Your assignment
Return every line of the listing that includes the string "closed".

╭─ The input

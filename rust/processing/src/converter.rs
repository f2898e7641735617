// This Source Code Form is subject to the terms of the Mozilla Public
// License, v. 2.0. If a copy of the MPL was not distributed with this
// file, You can obtain one at https://mozilla.org/MPL/2.0/.

//! Batch conversion of element definitions.

use crate::config::ConversionConfig;
use crate::error::Result;
use crate::report::{ConversionReport, ElementFailure, ProducedElement};
use rayon::prelude::*;
use rustc_hash::FxHashMap;
use stbifc_core::{ElementClass, ElementDefinition, SectionDescriptor};
use stbifc_geometry::{
    AuthoringBackend, BuildContext, ElementGeometry, ElementRouter, IdentityProvider,
};

/// Converts element definitions through an [`ElementRouter`].
///
/// The router (and with it the profile cache) lives as long as the
/// converter, so repeated runs reuse resolved profiles.
pub struct StructuralConverter {
    config: ConversionConfig,
    router: ElementRouter,
}

impl StructuralConverter {
    pub fn new(config: ConversionConfig) -> Self {
        let router = ElementRouter::with_config(config.geometry.clone());
        Self { config, router }
    }

    pub fn config(&self) -> &ConversionConfig {
        &self.config
    }

    pub fn router(&self) -> &ElementRouter {
        &self.router
    }

    /// Convert one element in an existing build context.
    pub fn convert_element(
        &self,
        element: &ElementDefinition,
        ctx: &mut BuildContext<'_>,
    ) -> Result<Vec<ElementGeometry>> {
        Ok(self.router.process(element, ctx)?)
    }

    /// Resolve every section referenced by `elements` ahead of conversion.
    ///
    /// Returns the number of distinct profiles resolved.
    pub fn prewarm(&self, elements: &[ElementDefinition]) -> usize {
        let mut by_class: FxHashMap<ElementClass, Vec<&SectionDescriptor>> = FxHashMap::default();
        for element in elements {
            by_class
                .entry(element.class())
                .or_default()
                .extend(element.sections());
        }

        // Classes resolve independently; the factory cache is shared
        let profiles = self.router.profiles();
        by_class
            .par_iter()
            .map(|(class, sections)| profiles.prewarm(sections, *class))
            .sum()
    }

    /// Convert a batch in input order.
    ///
    /// Element errors are recorded in the report and the batch continues,
    /// unless `fail_fast` is set.
    pub fn convert(
        &self,
        elements: &[ElementDefinition],
        backend: &mut dyn AuthoringBackend,
        identity: &dyn IdentityProvider,
    ) -> ConversionReport {
        let start = std::time::Instant::now();
        tracing::info!(elements = elements.len(), "Starting structural conversion");

        if self.config.prewarm_profiles {
            let resolved = self.prewarm(elements);
            tracing::debug!(resolved, "Profile cache prewarmed");
        }

        let mut report = ConversionReport::default();
        let mut ctx = self.router.context(backend, identity);

        for (index, element) in elements.iter().enumerate() {
            let class = element.class();
            let counts = report.per_class.entry(class).or_default();
            counts.input += 1;

            match self.convert_element(element, &mut ctx) {
                Ok(produced) => {
                    counts.produced += produced.len();
                    report
                        .produced
                        .extend(produced.iter().map(|p| ProducedElement::new(class, p)));
                }
                Err(e) => {
                    counts.failed += 1;
                    let name = element.identity().name.clone();
                    tracing::warn!(element = %element.identity(), %class, error = %e, "Element skipped");
                    report.errors.push(ElementFailure {
                        element: name,
                        class,
                        kind: e.kind().to_string(),
                        message: e.to_string(),
                    });

                    if self.config.fail_fast {
                        report.aborted = true;
                        report.skipped = elements.len() - index - 1;
                        break;
                    }
                }
            }
        }

        report.warnings = ctx.take_warnings();
        report.profile_cache = self.router.profiles().cache_stats();
        report.total_time_ms = start.elapsed().as_millis() as u64;

        tracing::info!(
            produced = report.produced_count(),
            errors = report.error_count(),
            warnings = report.warning_count(),
            total_time_ms = report.total_time_ms,
            "Structural conversion complete"
        );
        report
    }
}

impl Default for StructuralConverter {
    fn default() -> Self {
        Self::new(ConversionConfig::default())
    }
}
// This Source Code Form is subject to the terms of the Mozilla Public
// License, v. 2.0. If a copy of the MPL was not distributed with this
// file, You can obtain one at https://mozilla.org/MPL/2.0/.

//! 2D profile definitions
//!
//! [`ProfileShape`] is the resolved, closed form of a section's dimension
//! bag; [`ProfileDescriptor`] adds the alignment offset and naming the
//! authoring backend needs. Outlines follow the usual convention: outer
//! boundary counter-clockwise, holes clockwise.

use nalgebra::{Point2, Vector2};
use stbifc_core::{ElementClass, SectionKey, SectionType};
use std::f64::consts::PI;

/// 2D Profile with optional holes
#[derive(Debug, Clone, PartialEq)]
pub struct Profile2D {
    /// Outer boundary (counter-clockwise)
    pub outer: Vec<Point2<f64>>,
    /// Holes (clockwise)
    pub holes: Vec<Vec<Point2<f64>>>,
}

impl Profile2D {
    /// Create a new profile
    pub fn new(outer: Vec<Point2<f64>>) -> Self {
        Self {
            outer,
            holes: Vec::new(),
        }
    }

    /// Add a hole to the profile
    pub fn add_hole(&mut self, hole: Vec<Point2<f64>>) {
        self.holes.push(hole);
    }

    /// Shift every point by `offset`
    pub fn translate(&mut self, offset: &Vector2<f64>) {
        if offset.x == 0.0 && offset.y == 0.0 {
            return;
        }
        for point in &mut self.outer {
            *point += offset;
        }
        for hole in &mut self.holes {
            for point in hole {
                *point += offset;
            }
        }
    }

    /// Force CCW outer boundary and CW holes
    pub fn normalize_winding(&mut self) {
        if signed_area(&self.outer) < 0.0 {
            self.outer.reverse();
        }
        for hole in &mut self.holes {
            if signed_area(hole) > 0.0 {
                hole.reverse();
            }
        }
    }

    /// Net area (outer minus holes)
    pub fn area(&self) -> f64 {
        let holes: f64 = self.holes.iter().map(|h| signed_area(h).abs()).sum();
        signed_area(&self.outer).abs() - holes
    }

    /// Axis-aligned bounds of the outer boundary
    pub fn bounds(&self) -> Option<(Point2<f64>, Point2<f64>)> {
        let first = self.outer.first()?;
        let (min, max) = self.outer.iter().fold((*first, *first), |(min, max), p| {
            (
                Point2::new(min.x.min(p.x), min.y.min(p.y)),
                Point2::new(max.x.max(p.x), max.y.max(p.y)),
            )
        });
        Some((min, max))
    }
}

/// Shoelace area; positive for counter-clockwise loops
pub fn signed_area(points: &[Point2<f64>]) -> f64 {
    if points.len() < 3 {
        return 0.0;
    }
    let mut twice = 0.0;
    for (i, p) in points.iter().enumerate() {
        let q = &points[(i + 1) % points.len()];
        twice += p.x * q.y - q.x * p.y;
    }
    twice / 2.0
}

/// Create a rectangular profile
#[inline]
pub fn create_rectangle(width: f64, height: f64) -> Profile2D {
    let half_w = width / 2.0;
    let half_h = height / 2.0;

    Profile2D::new(vec![
        Point2::new(-half_w, -half_h),
        Point2::new(half_w, -half_h),
        Point2::new(half_w, half_h),
        Point2::new(-half_w, half_h),
    ])
}

fn circle_points(radius: f64, segments: usize) -> Vec<Point2<f64>> {
    (0..segments)
        .map(|i| {
            let angle = 2.0 * PI * (i as f64) / (segments as f64);
            Point2::new(radius * angle.cos(), radius * angle.sin())
        })
        .collect()
}

/// Create a circular profile (with optional hole)
pub fn create_circle(radius: f64, hole_radius: Option<f64>, segments: usize) -> Profile2D {
    let segments = segments.max(8);
    let mut profile = Profile2D::new(circle_points(radius, segments));

    if let Some(hole_r) = hole_radius {
        let mut hole = circle_points(hole_r, segments);
        hole.reverse(); // Make clockwise
        profile.add_hole(hole);
    }

    profile
}

/// Resolved cross-section geometry
#[derive(Debug, Clone, PartialEq)]
#[cfg_attr(feature = "serde", derive(serde::Serialize, serde::Deserialize))]
pub enum ProfileShape {
    Rectangle {
        width: f64,
        height: f64,
    },
    Circle {
        radius: f64,
    },
    IShape {
        overall_width: f64,
        overall_depth: f64,
        web_thickness: f64,
        flange_thickness: f64,
        fillet_radius: f64,
    },
    RectangleHollow {
        width: f64,
        height: f64,
        wall_thickness: f64,
    },
    CircleHollow {
        radius: f64,
        wall_thickness: f64,
    },
    Channel {
        depth: f64,
        flange_width: f64,
        web_thickness: f64,
        flange_thickness: f64,
    },
    Angle {
        width: f64,
        height: f64,
        thickness: f64,
    },
    Tee {
        depth: f64,
        flange_width: f64,
        web_thickness: f64,
        flange_thickness: f64,
    },
    Zee {
        depth: f64,
        flange_width: f64,
        web_thickness: f64,
        flange_thickness: f64,
    },
    /// Arbitrary closed outline (walls, slabs)
    Polygon {
        points: Vec<Point2<f64>>,
    },
}

impl ProfileShape {
    /// Overall (width, height) of the shape's bounding box
    pub fn extents(&self) -> (f64, f64) {
        match self {
            Self::Rectangle { width, height } | Self::RectangleHollow { width, height, .. } => {
                (*width, *height)
            }
            Self::Circle { radius } | Self::CircleHollow { radius, .. } => {
                (radius * 2.0, radius * 2.0)
            }
            Self::IShape {
                overall_width,
                overall_depth,
                ..
            } => (*overall_width, *overall_depth),
            Self::Channel {
                depth,
                flange_width,
                ..
            }
            | Self::Tee {
                depth,
                flange_width,
                ..
            } => (*flange_width, *depth),
            Self::Zee {
                depth,
                flange_width,
                web_thickness,
                ..
            } => (flange_width * 2.0 + web_thickness, *depth),
            Self::Angle { width, height, .. } => (*width, *height),
            Self::Polygon { points } => {
                let profile = Profile2D::new(points.clone());
                profile
                    .bounds()
                    .map(|(min, max)| (max.x - min.x, max.y - min.y))
                    .unwrap_or((0.0, 0.0))
            }
        }
    }

    /// Half of the vertical extent, used for top-center alignment
    #[inline]
    pub fn half_height(&self) -> f64 {
        self.extents().1 / 2.0
    }

    /// Outline centred on its bounding box
    pub fn outline(&self, circle_segments: usize) -> Profile2D {
        let mut profile = match self {
            Self::Rectangle { width, height } => create_rectangle(*width, *height),
            Self::Circle { radius } => create_circle(*radius, None, circle_segments),
            Self::CircleHollow {
                radius,
                wall_thickness,
            } => create_circle(*radius, Some(radius - wall_thickness), circle_segments),
            Self::RectangleHollow {
                width,
                height,
                wall_thickness,
            } => {
                let mut profile = create_rectangle(*width, *height);
                let mut inner = create_rectangle(width - 2.0 * wall_thickness, height - 2.0 * wall_thickness).outer;
                inner.reverse();
                profile.add_hole(inner);
                profile
            }
            Self::IShape {
                overall_width,
                overall_depth,
                web_thickness,
                flange_thickness,
                ..
            } => i_shape(*overall_width, *overall_depth, *web_thickness, *flange_thickness),
            Self::Channel {
                depth,
                flange_width,
                web_thickness,
                flange_thickness,
            } => channel(*depth, *flange_width, *web_thickness, *flange_thickness),
            Self::Angle {
                width,
                height,
                thickness,
            } => angle(*width, *height, *thickness),
            Self::Tee {
                depth,
                flange_width,
                web_thickness,
                flange_thickness,
            } => tee(*depth, *flange_width, *web_thickness, *flange_thickness),
            Self::Zee {
                depth,
                flange_width,
                web_thickness,
                flange_thickness,
            } => zee(*depth, *flange_width, *web_thickness, *flange_thickness),
            Self::Polygon { points } => Profile2D::new(points.clone()),
        };
        profile.normalize_winding();
        profile
    }
}

fn i_shape(overall_width: f64, overall_depth: f64, web_thickness: f64, flange_thickness: f64) -> Profile2D {
    let half_width = overall_width / 2.0;
    let half_depth = overall_depth / 2.0;
    let half_web = web_thickness / 2.0;

    // Counter-clockwise from bottom-left
    Profile2D::new(vec![
        // Bottom flange
        Point2::new(-half_width, -half_depth),
        Point2::new(half_width, -half_depth),
        Point2::new(half_width, -half_depth + flange_thickness),
        // Right side of web
        Point2::new(half_web, -half_depth + flange_thickness),
        Point2::new(half_web, half_depth - flange_thickness),
        // Top flange
        Point2::new(half_width, half_depth - flange_thickness),
        Point2::new(half_width, half_depth),
        Point2::new(-half_width, half_depth),
        Point2::new(-half_width, half_depth - flange_thickness),
        // Left side of web
        Point2::new(-half_web, half_depth - flange_thickness),
        Point2::new(-half_web, -half_depth + flange_thickness),
        Point2::new(-half_width, -half_depth + flange_thickness),
    ])
}

fn channel(depth: f64, flange_width: f64, web_thickness: f64, flange_thickness: f64) -> Profile2D {
    let half_depth = depth / 2.0;
    let left = -flange_width / 2.0;
    let right = flange_width / 2.0;
    let web = left + web_thickness;

    // Web on the left, flanges opening to +X
    Profile2D::new(vec![
        Point2::new(left, -half_depth),
        Point2::new(right, -half_depth),
        Point2::new(right, -half_depth + flange_thickness),
        Point2::new(web, -half_depth + flange_thickness),
        Point2::new(web, half_depth - flange_thickness),
        Point2::new(right, half_depth - flange_thickness),
        Point2::new(right, half_depth),
        Point2::new(left, half_depth),
    ])
}

fn angle(width: f64, height: f64, thickness: f64) -> Profile2D {
    let x0 = -width / 2.0;
    let y0 = -height / 2.0;

    // Heel at the bottom-left corner
    Profile2D::new(vec![
        Point2::new(x0, y0),
        Point2::new(x0 + width, y0),
        Point2::new(x0 + width, y0 + thickness),
        Point2::new(x0 + thickness, y0 + thickness),
        Point2::new(x0 + thickness, y0 + height),
        Point2::new(x0, y0 + height),
    ])
}

fn tee(depth: f64, flange_width: f64, web_thickness: f64, flange_thickness: f64) -> Profile2D {
    let half_depth = depth / 2.0;
    let half_flange = flange_width / 2.0;
    let half_web = web_thickness / 2.0;
    let under_flange = half_depth - flange_thickness;

    // Flange on top
    Profile2D::new(vec![
        Point2::new(-half_web, -half_depth),
        Point2::new(half_web, -half_depth),
        Point2::new(half_web, under_flange),
        Point2::new(half_flange, under_flange),
        Point2::new(half_flange, half_depth),
        Point2::new(-half_flange, half_depth),
        Point2::new(-half_flange, under_flange),
        Point2::new(-half_web, under_flange),
    ])
}

fn zee(depth: f64, flange_width: f64, web_thickness: f64, flange_thickness: f64) -> Profile2D {
    let half_depth = depth / 2.0;
    let half_web = web_thickness / 2.0;

    // Bottom flange to -X, top flange to +X
    Profile2D::new(vec![
        Point2::new(-half_web - flange_width, -half_depth),
        Point2::new(half_web, -half_depth),
        Point2::new(half_web, half_depth - flange_thickness),
        Point2::new(half_web + flange_width, half_depth - flange_thickness),
        Point2::new(half_web + flange_width, half_depth),
        Point2::new(-half_web, half_depth),
        Point2::new(-half_web, -half_depth + flange_thickness),
        Point2::new(-half_web - flange_width, -half_depth + flange_thickness),
    ])
}

/// Where the profile sits relative to the member axis
#[derive(Debug, Clone, Copy, PartialEq, Eq, Hash, PartialOrd, Ord)]
#[cfg_attr(
    feature = "serde",
    derive(serde::Serialize, serde::Deserialize),
    serde(rename_all = "snake_case")
)]
pub enum ProfileAlignment {
    /// Geometric center on the axis
    Centered,
    /// Top edge on the axis (Y offset = -half height)
    TopCenter,
}

impl ProfileAlignment {
    /// Beams hang from their axis; braces only for wide-flange shapes;
    /// everything else is centred.
    pub fn for_member(class: ElementClass, section_type: &SectionType) -> Self {
        match class {
            ElementClass::Beam => Self::TopCenter,
            ElementClass::Brace if section_type.is_flanged() => Self::TopCenter,
            _ => Self::Centered,
        }
    }

    /// Profile position offset for `shape`
    pub fn offset(&self, shape: &ProfileShape) -> Vector2<f64> {
        match self {
            Self::Centered => Vector2::zeros(),
            Self::TopCenter => Vector2::new(0.0, -shape.half_height()),
        }
    }
}

/// Structural cache key of a resolved profile
#[derive(Debug, Clone, PartialEq, Eq, Hash)]
pub struct ProfileKey {
    pub section: SectionKey,
    pub alignment: ProfileAlignment,
    /// Set for unsupported tags, whose fallback size depends on the class
    pub fallback_class: Option<ElementClass>,
}

/// Profile ready for the authoring backend
#[derive(Debug, Clone, PartialEq)]
pub struct ProfileDescriptor {
    /// Section family; `None` for arbitrary outlines
    pub section_type: Option<SectionType>,
    pub shape: ProfileShape,
    pub alignment: ProfileAlignment,
    /// Position offset of the profile in its own plane
    pub offset: Vector2<f64>,
    pub name: String,
    /// Cache key; `None` for one-off outlines
    pub key: Option<ProfileKey>,
    /// Why an approximation was used, when the section was not supported
    pub fallback: Option<String>,
}

impl ProfileDescriptor {
    /// One-off profile from an arbitrary outline
    pub fn polygon(name: impl Into<String>, points: Vec<Point2<f64>>) -> Self {
        Self {
            section_type: None,
            shape: ProfileShape::Polygon { points },
            alignment: ProfileAlignment::Centered,
            offset: Vector2::zeros(),
            name: name.into(),
            key: None,
            fallback: None,
        }
    }

    /// One-off centred rectangle (opening voids)
    pub fn rectangle(name: impl Into<String>, width: f64, height: f64) -> Self {
        Self {
            section_type: Some(SectionType::Rectangle),
            shape: ProfileShape::Rectangle { width, height },
            alignment: ProfileAlignment::Centered,
            offset: Vector2::zeros(),
            name: name.into(),
            key: None,
            fallback: None,
        }
    }

    #[inline]
    pub fn is_fallback(&self) -> bool {
        self.fallback.is_some()
    }

    /// Outline with the alignment offset applied
    pub fn outline(&self, circle_segments: usize) -> Profile2D {
        let mut profile = self.shape.outline(circle_segments);
        profile.translate(&self.offset);
        profile
    }
}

╰─

Task solution
//! [`ProfileShape`] is the resolved, closed form of a section's dimension
    /// Arbitrary closed outline (walls, slabs)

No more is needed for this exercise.